| Problem requirements |
Give only the number of lines below that contain the word "curl".

(Information supplied begins)

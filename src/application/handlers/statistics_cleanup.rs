use async_trait::async_trait;
use std::sync::Arc;
use tracing::{debug, info};

use crate::domain::event_bus::EventHandler;
use crate::domain::events::DomainEvent;
use crate::domain::repositories::StatisticsRepository;
use crate::error::AppError;

/// Hard-deletes the Statistics row of a soft-deleted ShortUrl.
///
/// Visit logs for the same ShortUrl are left in place. Re-delivery after the
/// row is gone is a no-op.
pub struct StatisticsCleanupHandler<S: StatisticsRepository> {
    statistics: Arc<S>,
}

impl<S: StatisticsRepository> StatisticsCleanupHandler<S> {
    pub fn new(statistics: Arc<S>) -> Self {
        Self { statistics }
    }
}

#[async_trait]
impl<S: StatisticsRepository + 'static> EventHandler for StatisticsCleanupHandler<S> {
    fn name(&self) -> &'static str {
        "statistics_cleanup"
    }

    async fn handle(&self, event: &DomainEvent) -> Result<(), AppError> {
        let DomainEvent::ShortUrlDeleted(deleted) = event else {
            return Ok(());
        };

        if self.statistics.delete_by_id(deleted.statistics_id).await? {
            info!(
                statistics_id = %deleted.statistics_id,
                short_url_id = %deleted.short_url_id,
                "Statistics removed"
            );
        } else {
            debug!(statistics_id = %deleted.statistics_id, "Statistics already removed");
        }

        Ok(())
    }
}
use async_trait::async_trait;
use std::sync::Arc;

use crate::domain::entities::VisitLog;
use crate::domain::event_bus::EventHandler;
use crate::domain::events::DomainEvent;
use crate::domain::repositories::VisitLogRepository;
use crate::error::AppError;

/// Appends a [`VisitLog`] for each [`DomainEvent::UrlVisited`].
///
/// Logs are written regardless of the ShortUrl's current state and are never
/// removed by deletion. The log takes the event's `visit_id`, so a retried or
/// redelivered event lands on the same row.
pub struct VisitLogRecorder<V: VisitLogRepository> {
    visit_logs: Arc<V>,
}

impl<V: VisitLogRepository> VisitLogRecorder<V> {
    pub fn new(visit_logs: Arc<V>) -> Self {
        Self { visit_logs }
    }
}

#[async_trait]
impl<V: VisitLogRepository + 'static> EventHandler for VisitLogRecorder<V> {
    fn name(&self) -> &'static str {
        "visit_log"
    }

    async fn handle(&self, event: &DomainEvent) -> Result<(), AppError> {
        let DomainEvent::UrlVisited(visit) = event else {
            return Ok(());
        };

        let log = VisitLog::create_with_id(
            visit.visit_id,
            visit.short_url_id,
            visit.visited_at,
            visit.ip_address.clone(),
            visit.user_agent.clone(),
        );
        self.visit_logs.save(&log).await?;

        Ok(())
    }
}

#[cfg(test)]
mod tests {
    use super::*;
    use crate::domain::entities::{ShortUrlId, StatisticsId};
    use crate::domain::events::{ShortUrlDeletedEvent, UrlVisitedEvent};
    use crate::domain::repositories::MockVisitLogRepository;
    use crate::infrastructure::persistence::InMemoryVisitLogRepository;
    use serde_json::json;
    use std::sync::atomic::{AtomicBool, Ordering};

    /// Stores the first write but reports it as failed, like a commit whose
    /// acknowledgement was lost.
    struct LostAckStore {
        inner: InMemoryVisitLogRepository,
        failed_once: AtomicBool,
    }

    #[async_trait]
    impl VisitLogRepository for LostAckStore {
        async fn save(&self, visit_log: &VisitLog) -> Result<VisitLog, AppError> {
            let saved = self.inner.save(visit_log).await?;
            if !self.failed_once.swap(true, Ordering::SeqCst) {
                return Err(AppError::internal("Database error", json!({})));
            }
            Ok(saved)
        }

        async fn find_by_short_url_id(
            &self,
            short_url_id: ShortUrlId,
        ) -> Result<Vec<VisitLog>, AppError> {
            self.inner.find_by_short_url_id(short_url_id).await
        }

        async fn count_by_short_url_id(&self, short_url_id: ShortUrlId) -> Result<u64, AppError> {
            self.inner.count_by_short_url_id(short_url_id).await
        }
    }

    #[tokio::test]
    async fn test_records_visit_details() {
        let short_url_id = ShortUrlId::new();
        let event = UrlVisitedEvent::new(
            short_url_id,
            StatisticsId::new(),
            Some("10.0.0.1".to_string()),
            Some("curl/8.0"),
        );
        let visited_at = event.visited_at;
        let visit_id = event.visit_id;

        let mut mock_repo = MockVisitLogRepository::new();
        mock_repo
            .expect_save()
            .withf(move |log| {
                log.id() == visit_id
                    && log.short_url_id() == short_url_id
                    && log.visited_at() == visited_at
                    && log.ip_address() == Some("10.0.0.1")
                    && log.user_agent() == Some("curl/8.0")
            })
            .times(1)
            .returning(|log| Ok(log.clone()));

        let handler = VisitLogRecorder::new(Arc::new(mock_repo));

        assert!(handler.handle(&event.into()).await.is_ok());
    }

    #[tokio::test]
    async fn test_records_anonymous_visit() {
        let mut mock_repo = MockVisitLogRepository::new();
        mock_repo
            .expect_save()
            .withf(|log| log.ip_address().is_none() && log.user_agent().is_none())
            .times(1)
            .returning(|log| Ok(log.clone()));

        let handler = VisitLogRecorder::new(Arc::new(mock_repo));
        let event = UrlVisitedEvent::new(ShortUrlId::new(), StatisticsId::new(), None, None);

        assert!(handler.handle(&event.into()).await.is_ok());
    }

    #[tokio::test]
    async fn test_retried_visit_is_logged_once() {
        let repo = Arc::new(LostAckStore {
            inner: InMemoryVisitLogRepository::new(),
            failed_once: AtomicBool::new(false),
        });
        let handler = VisitLogRecorder::new(Arc::clone(&repo));
        let short_url_id = ShortUrlId::new();
        let event: DomainEvent =
            UrlVisitedEvent::new(short_url_id, StatisticsId::new(), None, None).into();

        assert!(handler.handle(&event).await.is_err());
        assert!(handler.handle(&event).await.is_ok());

        assert_eq!(repo.count_by_short_url_id(short_url_id).await.unwrap(), 1);
    }

    #[tokio::test]
    async fn test_ignores_deletion_events() {
        let mut mock_repo = MockVisitLogRepository::new();
        mock_repo.expect_save().times(0);

        let handler = VisitLogRecorder::new(Arc::new(mock_repo));
        let event = ShortUrlDeletedEvent::new(ShortUrlId::new(), StatisticsId::new());

        assert!(handler.handle(&event.into()).await.is_ok());
    }
}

(Information supplied ends)

| Result of this exercise |
2